A Gradio demo for creating 3D humans with poses and text prompts.

[TODO] Training scripts for the diffusion model and the mesh reconstruction model.

If you find our code and paper useful, please cite it as

@inproceedings{ho2024sith,
    title={SiTH: Single-view Textured Human Reconstruction with Image-Conditioned Diffusion},
    author={Ho, Hsuan-I and Song, Jie and Hilliges, Otmar},
    booktitle={Proceedings of the IEEE Conference on Computer Vision and Pattern Recognition (CVPR)},
    year={2024}
  }

News

[April 24, 2024] Gradio demo for 3D human creation is now available.
[April 15, 2024] Release demo code, models, and the evaluation benchmark.

Installation

Our code has been tested with PyTorch 2.1.0, CUDA 12.1, and an RTX 3090 GPU.

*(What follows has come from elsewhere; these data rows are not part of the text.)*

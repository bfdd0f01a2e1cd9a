//! Wire format for incoming telemetry.
//!
//! Two levels of nesting:
//! ```text
//! Envelope { messages: repeated bytes }   <- one queue delivery
//!   └─ Batch { batch_id, sensor, readings: repeated Reading }
//!        └─ Reading { t: int64, v: double }
//! ```
//! Every element of `Envelope.messages` is an independently encoded `Batch`,
//! so a broken inner batch never prevents its siblings from decoding.

use std::fmt;

use prost::Message;
use thiserror::Error;

#[derive(Clone, PartialEq, Message)]
pub struct Envelope {
    #[prost(bytes = "vec", repeated, tag = "1")]
    pub messages: Vec<Vec<u8>>,
}

#[derive(Clone, PartialEq, Message)]
pub struct Batch {
    /// opaque producer id, never used for dedup
    #[prost(int64, tag = "1")]
    pub batch_id: i64,
    #[prost(string, tag = "2")]
    pub sensor: String,
    #[prost(message, repeated, tag = "3")]
    pub readings: Vec<Reading>,
}

#[derive(Clone, Copy, PartialEq, Message)]
pub struct Reading {
    /// producer-defined unit
    #[prost(int64, tag = "1")]
    pub t: i64,
    #[prost(double, tag = "2")]
    pub v: f64,
}

#[derive(Debug, Clone, Copy, PartialEq, Eq)]
pub enum DecodeErrorKind {
    Envelope,
    Batch,
}

impl fmt::Display for DecodeErrorKind {
    fn fmt(&self, f: &mut fmt::Formatter<'_>) -> fmt::Result {
        match self {
            Self::Envelope => write!(f, "envelope"),
            Self::Batch => write!(f, "batch"),
        }
    }
}

#[derive(Error, Debug)]
pub enum DecodeError {
    #[error("malformed {kind}: {source}")]
    Malformed {
        kind: DecodeErrorKind,
        #[source]
        source: prost::DecodeError,
    },
    #[error("batch {batch_id} has an empty sensor name")]
    EmptySensor { batch_id: i64 },
}

impl DecodeError {
    pub fn kind(&self) -> DecodeErrorKind {
        match self {
            Self::Malformed { kind, .. } => *kind,
            Self::EmptySensor { .. } => DecodeErrorKind::Batch,
        }
    }
}

/// Splits a delivery into its still-encoded batches.
/// All or nothing: a malformed envelope yields no batches at all.
pub fn decode_envelope(bytes: &[u8]) -> Result<Vec<Vec<u8>>, DecodeError> {
    Envelope::decode(bytes)
        .map(|envelope| envelope.messages)
        .map_err(|source| DecodeError::Malformed {
            kind: DecodeErrorKind::Envelope,
            source,
        })
}

pub fn decode_batch(bytes: &[u8]) -> Result<Batch, DecodeError> {
    let batch = Batch::decode(bytes).map_err(|source| DecodeError::Malformed {
        kind: DecodeErrorKind::Batch,
        source,
    })?;

    if batch.sensor.is_empty() {
        return Err(DecodeError::EmptySensor {
            batch_id: batch.batch_id,
        });
    }

    Ok(batch)
}

pub fn encode_batch(batch: &Batch) -> Vec<u8> {
    batch.encode_to_vec()
}

pub fn encode_envelope(batches: &[Batch]) -> Vec<u8> {
    Envelope {
        messages: batches.iter().map(encode_batch).collect(),
    }
    .encode_to_vec()
}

Simply run the following command to install relevant packages:

pip install -r requirements.txt

Quick Start

Download the checkpoint files into the checkpoints folder.

bash tools/download.sh

Download SMPL-X models and move them to the data/body_models folder. You should have the following data structure:

body_models
    └──smplx
        ├── SMPLX_NEUTRAL.pkl
        ├── SMPLX_NEUTRAL.npz
        ├── SMPLX_MALE.pkl
        ├── SMPLX_MALE.npz
        ├── SMPLX_FEMALE.pkl
        └── SMPLX_FEMALE.npz

Run the script for body fitting, back hallucination, and mesh reconstruction.

bash run.sh

Gradio Demo

We create an application combining SiTH and powerful ControlNet for 3D human creation. In the demo, users can easily create 3D humans with several button clicks.

You can either play our Online Demo or launch the web UI locally. To run the demo on your local machine, simply run

python app.py

You will see the following web UI on http://127.0.0.1:7860/.

SiTH Pipeline

Data Preparation

You can prepare your own RGBA images and put them into the data/examples/rgba folder. For example, you can create photos from OutfitAnyone, and remove the background with Segment Anything or Clipdrop.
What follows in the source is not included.